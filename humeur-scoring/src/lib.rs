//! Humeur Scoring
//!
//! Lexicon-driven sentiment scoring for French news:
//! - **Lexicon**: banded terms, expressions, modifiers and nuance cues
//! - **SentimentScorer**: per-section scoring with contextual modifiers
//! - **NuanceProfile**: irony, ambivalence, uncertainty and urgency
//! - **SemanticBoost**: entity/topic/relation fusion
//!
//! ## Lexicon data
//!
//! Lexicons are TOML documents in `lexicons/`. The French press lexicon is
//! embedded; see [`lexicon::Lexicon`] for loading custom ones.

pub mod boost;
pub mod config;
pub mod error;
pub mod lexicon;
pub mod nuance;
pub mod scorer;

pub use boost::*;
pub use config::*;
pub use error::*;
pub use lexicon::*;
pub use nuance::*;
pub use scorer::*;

◆ Work request ◆
Search the material above for "French". Pull out each line where it shows up.

◆ Exercise output ◆
//! Lexicon-driven sentiment scoring for French news:
//! Lexicons are TOML documents in `lexicons/`. The French press lexicon is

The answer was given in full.